• WHAT THE TASK REQUIRES
Here are some records; copy every line that holds the word "output".

Data items
//! Unified, `miette`-based diagnostics for the harness.
//!
//! Every failure the harness itself can produce (registration, parameter
//! access, query parsing, device collaborator failures, explicit test errors)
//! is a [`CtsError`]. Assertion mismatches are *not* errors: they are recorded
//! as [`AssertionFailure`](crate::fixture::AssertionFailure)s and classify a
//! case as failed rather than errored.
//!
//! # Error Construction Macros
//!
//! - **Use `err_msg!` for message-only errors.**
//!   - `err_msg!(Registration, "duplicate test name '{}'", name)`
//!
//! - **Use `err_help!` when the caller can do something about it.**
//!   - `err_help!(Query, "declare the key in an earlier step", "unknown key '{}'", key)`
//!
//! Both macros format their message eagerly and never attach a source.
//! Device collaborator errors convert through `From<DeviceError>`, so `?`
//! works directly on device futures.

use miette::Diagnostic;
use thiserror::Error;

use crate::device::DeviceError;

/// Type-safe error classification that corresponds to [`CtsError`] variants.
#[derive(Debug, Clone, Copy, PartialEq, Eq, Hash)]
pub enum ErrorType {
    /// Duplicate names, malformed parameter specs, invalid identifiers
    Registration,
    /// Missing parameter keys, type mismatches in parameter access
    Param,
    /// Malformed case queries
    Query,
    /// Device collaborator failures other than timeouts
    Device,
    /// A suspension point that the collaborator gave up on
    Timeout,
    /// Errors raised explicitly by test bodies
    Test,
    /// Harness bugs
    Internal,
}

impl ErrorType {
    pub fn as_str(&self) -> &'static str {
        match self {
            ErrorType::Registration => "Registration",
            ErrorType::Param => "Param",
            ErrorType::Query => "Query",
            ErrorType::Device => "Device",
            ErrorType::Timeout => "Timeout",
            ErrorType::Test => "Test",
            ErrorType::Internal => "Internal",
        }
    }
}

impl std::fmt::Display for ErrorType {
    fn fmt(&self, f: &mut std::fmt::Formatter<'_>) -> std::fmt::Result {
        write!(f, "{}", self.as_str())
    }
}

/// Unified error type for every harness failure mode.
#[derive(Debug, Error, Diagnostic)]
pub enum CtsError {
    #[error("Registration error: {message}")]
    #[diagnostic(code(cts::registration))]
    Registration {
        message: String,
        #[help]
        help: Option<String>,
    },

    #[error("Parameter error: {message}")]
    #[diagnostic(code(cts::param))]
    Param {
        message: String,
        #[help]
        help: Option<String>,
    },

    #[error("Query error: {message}")]
    #[diagnostic(code(cts::query))]
    Query {
        message: String,
        #[help]
        help: Option<String>,
    },

    #[error("Device error: {0}")]
    #[diagnostic(code(cts::device))]
    Device(#[from] DeviceError),

    #[error("Test error: {message}")]
    #[diagnostic(code(cts::test))]
    Test {
        message: String,
        #[help]
        help: Option<String>,
    },

    #[error("Internal error: {message}")]
    #[diagnostic(code(cts::internal))]
    Internal {
        message: String,
        #[help]
        help: Option<String>,
    },
}

impl CtsError {
    /// Returns the type-safe classification for this error.
    pub fn error_type(&self) -> ErrorType {
        match self {
            CtsError::Registration { .. } => ErrorType::Registration,
            CtsError::Param { .. } => ErrorType::Param,
            CtsError::Query { .. } => ErrorType::Query,
            CtsError::Device(DeviceError::Timeout { .. }) => ErrorType::Timeout,
            CtsError::Device(_) => ErrorType::Device,
            CtsError::Test { .. } => ErrorType::Test,
            CtsError::Internal { .. } => ErrorType::Internal,
        }
    }

    /// True when a device collaborator abandoned a suspension point.
    pub fn is_timeout(&self) -> bool {
        self.error_type() == ErrorType::Timeout
    }

    /// Replaces the help text. Device errors carry no help and are returned unchanged.
    pub fn with_help(mut self, text: impl Into<String>) -> Self {
        match &mut self {
            CtsError::Registration { help, .. }
            | CtsError::Param { help, .. }
            | CtsError::Query { help, .. }
            | CtsError::Test { help, .. }
            | CtsError::Internal { help, .. } => *help = Some(text.into()),
            CtsError::Device(_) => {}
        }
        self
    }
}

/// Constructs a [`CtsError`] variant with a formatted message and no help.
#[macro_export]
macro_rules! err_msg {
    ($variant:ident, $msg:literal $(,)?) => {
        $crate::CtsError::$variant {
            message: format!($msg),
            help: None,
        }
    };
    ($variant:ident, $msg:literal, $($arg:expr),+ $(,)?) => {
        $crate::CtsError::$variant {
            message: format!($msg, $($arg),+),
            help: None,
        }
    };
}

/// Constructs a [`CtsError`] variant with a help message and a formatted message.
#[macro_export]
macro_rules! err_help {
    ($variant:ident, $help:expr, $msg:literal $(,)?) => {
        $crate::CtsError::$variant {
            message: format!($msg),
            help: Some(format!("{}", $help)),
        }
    };
    ($variant:ident, $help:expr, $msg:literal, $($arg:expr),+ $(,)?) => {
        $crate::CtsError::$variant {
            message: format!($msg, $($arg),+),
            help: Some(format!("{}", $help)),
        }
    };
}

#[cfg(test)]
mod diagnostics_tests {
    use miette::Report;

    use super::*;

    #[test]
    fn help_is_rendered_by_report() {
        let err = err_help!(
            Registration,
            "rename one of the tests",
            "duplicate test name '{}'",
            "memcpy"
        );
        let output = format!("{:?}", Report::new(err));
        assert!(output.contains("duplicate test name 'memcpy'"));
        assert!(output.contains("rename one of the tests"));
        assert!(output.contains("cts::registration"));
    }

    #[test]
    fn timeouts_are_classified_separately() {
        let err: CtsError = DeviceError::Timeout {
            operation: "read_buffer".to_string(),
        }
        .into();
        assert!(err.is_timeout());
        assert_eq!(err.error_type(), ErrorType::Timeout);

        let lost: CtsError = DeviceError::Lost {
            reason: "unplugged".to_string(),
        }
        .into();
        assert_eq!(lost.error_type(), ErrorType::Device);
    }

    #[test]
    fn with_help_replaces_help_text() {
        let err = err_msg!(Param, "missing key '{}'", "format").with_help("add an options step");
        match err {
            CtsError::Param { help, .. } => assert_eq!(help.as_deref(), Some("add an options step")),
            other => panic!("unexpected variant {other:?}"),
        }
    }
}
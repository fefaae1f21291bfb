// Regression tests for the `cts` binary.
// Requires: assert_cmd, predicates crates in [dev-dependencies]

use assert_cmd::Command;
use predicates::{prelude::PredicateBooleanExt, str::contains};

fn cts() -> Command {
    Command::cargo_bin("cts").unwrap()
}

#[test]
fn list_prints_raw_identities() {
    cts().arg("list").assert().success().stdout(
        contains("webgpu:command_buffer/compute/basic:memcpy:\n")
            .and(contains(r#"webgpu:command_buffer/compute/basic:fill:{"words":1,"dispatch_x":0}"#))
            .and(contains("webgpu:api/validation/copy_buffer_to_buffer:copy_usage:")),
    );
}

#[test]
fn list_json_includes_queries() {
    cts()
        .args(["list", "--json", "webgpu:command_buffer/compute/basic:memcpy"])
        .assert()
        .success()
        .stdout(
            contains(r#""query": "?q=webgpu:command_buffer/compute/basic:memcpy:""#)
                .and(contains(r#""test_name": "memcpy""#)),
        );
}

#[test]
fn run_reports_each_case_and_a_summary() {
    cts()
        .args(["--no-color", "run", "webgpu:command_buffer/compute/basic:memcpy"])
        .assert()
        .success()
        .stdout(
            contains("PASS webgpu:command_buffer/compute/basic:memcpy:")
                .and(contains("1 passed, 0 failed, 0 errored (1 total)")),
        );
}

#[test]
fn run_accepts_query_strings() {
    cts()
        .args([
            "--no-color",
            "run",
            "?q=webgpu:command_buffer/compute/basic:fill:{\"words\":4,\"dispatch_x\":1}",
        ])
        .assert()
        .success()
        .stdout(contains("(1 total)"));
}

#[test]
fn malformed_query_is_a_usage_error() {
    cts()
        .args(["run", "webgpu:api:copy:{not json"])
        .assert()
        .code(2)
        .stderr(contains("cts::query").or(contains("help:")));
}

#[test]
fn query_matching_nothing_is_a_usage_error() {
    cts()
        .args(["run", "webgpu:no/such/group"])
        .assert()
        .code(2)
        .stderr(contains("no cases match"));
}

• ANSWER BOX
        let output = format!("{:?}", Report::new(err));
        assert!(output.contains("duplicate test name 'memcpy'"));
        assert!(output.contains("rename one of the tests"));
        assert!(output.contains("cts::registration"));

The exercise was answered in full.